HIGH HOPES: The U.S. and China both placed new tariffs on billions of dollars’ worth of each other’s imports in 2018, and those taxes are likely to rise in March if they don’t make progress in negotiations.

U.S. stocks soared more than 3 percent Friday as investors reacted to reports of the upcoming talks as well as a report showing strong hiring by U.S. employers. They also responded positively to comments from Federal Reserve Chairman Jerome Powell, who promised a flexible approach on how quickly the central bank would raise interest rates in the future.

SHAKING THE TREE: Dollar Tree rose after activist investment firm Starboard value disclosed a stake in the discount retailer and pushed the company to consider changes, including selling the Family Dollar business it bought in 2015. Starboard also said Dollar Tree should consider raising prices on some items.
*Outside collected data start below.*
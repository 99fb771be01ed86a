pub mod auth;
pub mod config;
pub mod error;
pub mod http;
pub mod model;
pub mod pipeline;
pub mod recorder;
pub mod save;
pub mod storage;

pub use auth::Identity;
pub use config::Config;
pub use error::{
    CaptureError, PipelineError, ProviderError, SaveError, StorageError, StoreError, UpstreamError,
};
pub use http::{create_router, AppState};
pub use model::{Entry, EntryStore, MemoryStore, TranscriptionStatus, Trip};
pub use pipeline::{
    build_provider, AudioFetcher, FetchedAudio, HttpAudioFetcher, OpenAiProvider, SarvamProvider,
    SpeechProvider, TranscriptionPipeline,
};
pub use recorder::{AudioBlob, CaptureBackend, CaptureState, RecorderSession, RecorderState};
pub use save::SaveFlow;
pub use storage::{HttpObjectStore, MemoryObjectStore, ObjectStore};
use super::handlers;
use super::state::AppState;
use axum::{
    routing::{get, post},
    Router,
};
use tower_http::trace::TraceLayer;

/// Create the HTTP router with all routes
pub fn create_router(state: AppState) -> Router {
    Router::new()
        // Health check
        .route("/health", get(handlers::health_check))
        // Transcription trigger
        .route(
            "/entries/:entry_id/transcribe",
            post(handlers::transcribe_entry),
        )
        // Queries
        .route("/entries/:entry_id", get(handlers::get_entry))
        .route("/trips", get(handlers::list_trips))
        .route("/trips/:trip_id/entries", get(handlers::trip_entries))
        // Add tracing middleware for request logging
        .layer(TraceLayer::new_for_http())
        .with_state(state)
}
// Scripted collaborators shared by the pipeline and HTTP API tests.

use anyhow::Result;
use async_trait::async_trait;
use bytes::Bytes;
use std::sync::atomic::{AtomicUsize, Ordering};

use pravas::config::LanguageConfig;
use pravas::error::ProviderError;
use pravas::pipeline::{AudioFetcher, FetchedAudio, SpeechProvider};

pub fn test_languages() -> LanguageConfig {
    LanguageConfig {
        source: "mr".to_string(),
        target: "en".to_string(),
        source_name: "Marathi".to_string(),
        target_name: "English".to_string(),
    }
}

/// Provider that returns canned text, optionally failing a chosen stage,
/// and counts how often each stage was called.
#[derive(Debug)]
pub struct ScriptedProvider {
    pub fail_transcribe: bool,
    pub fail_translate: bool,
    pub transcribe_calls: AtomicUsize,
    pub translate_calls: AtomicUsize,
}

impl ScriptedProvider {
    pub fn ok() -> Self {
        Self {
            fail_transcribe: false,
            fail_translate: false,
            transcribe_calls: AtomicUsize::new(0),
            translate_calls: AtomicUsize::new(0),
        }
    }

    pub fn failing_transcribe() -> Self {
        Self {
            fail_transcribe: true,
            ..Self::ok()
        }
    }

    pub fn failing_translate() -> Self {
        Self {
            fail_translate: true,
            ..Self::ok()
        }
    }

    pub fn calls(&self) -> (usize, usize) {
        (
            self.transcribe_calls.load(Ordering::SeqCst),
            self.translate_calls.load(Ordering::SeqCst),
        )
    }
}

#[async_trait]
impl SpeechProvider for ScriptedProvider {
    fn name(&self) -> &str {
        "scripted"
    }

    async fn transcribe(
        &self,
        _audio: &[u8],
        _mime: &str,
        _language: &str,
    ) -> Result<String, ProviderError> {
        self.transcribe_calls.fetch_add(1, Ordering::SeqCst);
        if self.fail_transcribe {
            return Err(ProviderError::Api {
                status: 503,
                body: "speech service unavailable".to_string(),
            });
        }
        Ok("आजचा दिवस छान होता".to_string())
    }

    async fn translate(
        &self,
        _text: &str,
        _source: &str,
        _target: &str,
    ) -> Result<String, ProviderError> {
        self.translate_calls.fetch_add(1, Ordering::SeqCst);
        if self.fail_translate {
            return Err(ProviderError::InvalidResponse(
                "empty completion".to_string(),
            ));
        }
        Ok("Today was a lovely day".to_string())
    }
}

/// Fetcher that serves fixed bytes or refuses the connection.
pub struct ScriptedFetcher {
    pub fail: bool,
}

impl ScriptedFetcher {
    pub fn ok() -> Self {
        Self { fail: false }
    }

    pub fn unreachable() -> Self {
        Self { fail: true }
    }
}

#[async_trait]
impl AudioFetcher for ScriptedFetcher {
    async fn fetch(&self, url: &str) -> Result<FetchedAudio> {
        if self.fail {
            anyhow::bail!("connection refused: {url}");
        }
        Ok(FetchedAudio {
            bytes: Bytes::from_static(b"fake-webm-audio"),
            content_type: Some("audio/webm".to_string()),
        })
    }
}
//! Transcription pipeline
//!
//! Given a stored entry, run fetch -> transcribe -> translate and write
//! the result back in one terminal update. Strictly sequential, no
//! retries; a failed invocation lands the entry in `failed` and a new
//! trigger is required to try again.
//!
//! Vendors are interchangeable strategies behind `SpeechProvider`,
//! selected once at startup.

mod fetch;
mod openai;
mod provider;
mod runner;
mod sarvam;

pub use fetch::{AudioFetcher, FetchedAudio, HttpAudioFetcher};
pub use openai::OpenAiProvider;
pub use provider::{build_provider, SpeechProvider};
pub use runner::TranscriptionPipeline;
pub use sarvam::SarvamProvider;
use anyhow::Result;
use serde::Deserialize;

#[derive(Debug, Clone, Deserialize)]
pub struct Config {
    pub service: ServiceConfig,
    pub languages: LanguageConfig,
    pub storage: StorageConfig,
    pub providers: ProviderConfig,
}

#[derive(Debug, Clone, Deserialize)]
pub struct ServiceConfig {
    pub name: String,
    pub http: HttpConfig,
}

#[derive(Debug, Clone, Deserialize)]
pub struct HttpConfig {
    pub bind: String,
    pub port: u16,
}

/// Source/target language pair for the transcribe -> translate chain.
///
/// `source`/`target` are bare ISO 639-1 codes; the `*_name` fields are the
/// English language names used in translator prompts.
#[derive(Debug, Clone, Deserialize)]
pub struct LanguageConfig {
    pub source: String,
    pub target: String,
    pub source_name: String,
    pub target_name: String,
}

#[derive(Debug, Clone, Deserialize)]
pub struct StorageConfig {
    /// Base URL of the object storage service.
    pub base_url: String,
    /// Bucket that holds uploaded recordings.
    pub bucket: String,
}

#[derive(Debug, Clone, Deserialize)]
pub struct ProviderConfig {
    /// Which speech provider to build at startup: "openai" or "sarvam".
    pub default: String,
    pub openai: Option<OpenAiConfig>,
    pub sarvam: Option<SarvamConfig>,
}

#[derive(Debug, Clone, Deserialize)]
pub struct OpenAiConfig {
    pub api_key: String,
    #[serde(default = "default_openai_base_url")]
    pub base_url: String,
    #[serde(default = "default_transcription_model")]
    pub transcription_model: String,
    #[serde(default = "default_translation_model")]
    pub translation_model: String,
}

#[derive(Debug, Clone, Deserialize)]
pub struct SarvamConfig {
    pub api_key: String,
    #[serde(default = "default_sarvam_base_url")]
    pub base_url: String,
}

fn default_openai_base_url() -> String {
    "https://api.openai.com".to_string()
}

fn default_transcription_model() -> String {
    "whisper-1".to_string()
}

fn default_translation_model() -> String {
    "gpt-4o".to_string()
}

fn default_sarvam_base_url() -> String {
    "https://api.sarvam.ai".to_string()
}

impl Config {
    /// Load configuration from a TOML file plus `PRAVAS_`-prefixed
    /// environment overrides (double underscore as section separator,
    /// e.g. `PRAVAS_PROVIDERS__OPENAI__API_KEY`).
    pub fn load(path: &str) -> Result<Self> {
        let settings = config::Config::builder()
            .add_source(config::File::with_name(path))
            .add_source(
                config::Environment::with_prefix("PRAVAS")
                    .separator("__")
                    .try_parsing(true),
            )
            .build()?;

        Ok(settings.try_deserialize()?)
    }
}
use std::sync::Arc;
use tracing::{error, info};
use uuid::Uuid;

use super::fetch::AudioFetcher;
use super::provider::SpeechProvider;
use crate::config::LanguageConfig;
use crate::error::{PipelineError, StoreError, UpstreamError};
use crate::model::{Entry, EntryStore, TranscriptionStatus};

/// The sequential fetch -> transcribe -> translate -> persist operation.
///
/// Constructed once at startup with its collaborators injected; each
/// `run` is an independent, stateless invocation. The persisted entry is
/// the authoritative outcome; the returned value is a best-effort signal
/// for the synchronous caller.
pub struct TranscriptionPipeline {
    store: Arc<dyn EntryStore>,
    fetcher: Arc<dyn AudioFetcher>,
    provider: Arc<dyn SpeechProvider>,
    languages: LanguageConfig,
}

impl TranscriptionPipeline {
    pub fn new(
        store: Arc<dyn EntryStore>,
        fetcher: Arc<dyn AudioFetcher>,
        provider: Arc<dyn SpeechProvider>,
        languages: LanguageConfig,
    ) -> Self {
        Self {
            store,
            fetcher,
            provider,
            languages,
        }
    }

    /// Run the pipeline for one entry.
    ///
    /// The entry is claimed with a compare-and-set from `{pending,
    /// failed}` to `processing`; a duplicate trigger loses the claim and
    /// returns without touching the row or calling any provider. On
    /// upstream failure the entry is marked `failed` (with the rendered
    /// cause) before the error is returned.
    pub async fn run(&self, entry_id: Uuid) -> Result<Entry, PipelineError> {
        let entry = self
            .store
            .begin_processing(entry_id)
            .await
            .map_err(claim_error)?;

        info!(
            "processing entry {} via {} ({} -> {})",
            entry_id,
            self.provider.name(),
            self.languages.source,
            self.languages.target
        );

        match self.transcribe_and_translate(&entry).await {
            Ok((source_text, target_text)) => {
                let entry = self
                    .store
                    .complete_entry(entry_id, &source_text, &target_text, self.provider.name())
                    .await?;
                info!("entry {} done", entry_id);
                Ok(entry)
            }
            Err(upstream) => {
                error!("entry {} failed: {}", entry_id, upstream);
                self.store
                    .fail_entry(entry_id, &upstream.to_string())
                    .await?;
                Err(PipelineError::Upstream(upstream))
            }
        }
    }

    async fn transcribe_and_translate(
        &self,
        entry: &Entry,
    ) -> Result<(String, String), UpstreamError> {
        let audio = self
            .fetcher
            .fetch(&entry.audio_url)
            .await
            .map_err(|e| UpstreamError::Fetch(e.to_string()))?;

        let mime = audio
            .content_type
            .as_deref()
            .unwrap_or(entry.audio_mime.as_str());

        let source_text = self
            .provider
            .transcribe(&audio.bytes, mime, &self.languages.source)
            .await
            .map_err(UpstreamError::Transcribe)?;

        let target_text = self
            .provider
            .translate(&source_text, &self.languages.source, &self.languages.target)
            .await
            .map_err(UpstreamError::Translate)?;

        Ok((source_text, target_text))
    }
}

fn claim_error(err: StoreError) -> PipelineError {
    match err {
        StoreError::NotFound => PipelineError::NotFound,
        StoreError::InvalidTransition {
            from: TranscriptionStatus::Done,
            ..
        } => PipelineError::AlreadyDone,
        StoreError::InvalidTransition {
            from: TranscriptionStatus::Processing,
            ..
        } => PipelineError::AlreadyProcessing,
        other => PipelineError::Store(other),
    }
}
It nominated seven candidates for seats on Dollar Tree’s board of directors.

The stock climbed 6.2 percent to $98.66.

POWER FAILURE: The parent company of Pacific Gas & Electric plunged after Reuters reported that the company might file for bankruptcy protection as it faces potentially huge liabilities connected to deadly wildfires in California. The cause of the Camp wildfire hasn’t been determined, but PG&E reported an outage around the time and place it began. The fire killed at least 86 people and destroyed 15,000 homes. PG&E also faces lawsuits related to wildfires in 2017.

The company’s stock dropped 20.8 percent to $19.32. PG&E stock traded at almost $70 a share in October 2017 and was valued at about $48 in November 2018.
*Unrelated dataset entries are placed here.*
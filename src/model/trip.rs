use chrono::{DateTime, Utc};
use serde::{Deserialize, Serialize};
use uuid::Uuid;

/// A named collection of entries owned by a user.
#[derive(Debug, Clone, Serialize, Deserialize)]
pub struct Trip {
    pub id: Uuid,
    pub title: String,
    pub created_by: Uuid,
    pub created_at: DateTime<Utc>,
}

impl Trip {
    pub fn new(title: impl Into<String>, created_by: Uuid) -> Self {
        Self {
            id: Uuid::new_v4(),
            title: title.into(),
            created_by,
            created_at: Utc::now(),
        }
    }
}
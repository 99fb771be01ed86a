//! HTTP API server
//!
//! This module provides the REST surface of the service:
//! - POST /entries/:entry_id/transcribe - Run the transcription pipeline
//! - GET /entries/:entry_id - Fetch one entry
//! - GET /trips - List trips
//! - GET /trips/:trip_id/entries - List a trip's entries
//! - GET /health - Health check

mod handlers;
mod routes;
mod state;

pub use routes::create_router;
pub use state::AppState;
ENERGY: Oil prices continued their recent rally. U.S. crude rose 2.5 percent to $49.17 per barrel in New York. After sinking to an 18-month low of $42.53 a barrel on Dec. 24, the price of U.S. crude has risen for seven of the last eight trading days, and is up 16 percent over that time. Brent crude, used to price international oils, was up 1.9 percent to $58.14 per barrel in London.

LILLY AND LOXO: Eli Lilly will buy Loxo Oncology for about $8 billion as it bulks up on cancer treatments that target gene abnormalities. Loxo soared 65.8 percent to $231.85 and Eli Lilly added 1.3 percent to $116.12.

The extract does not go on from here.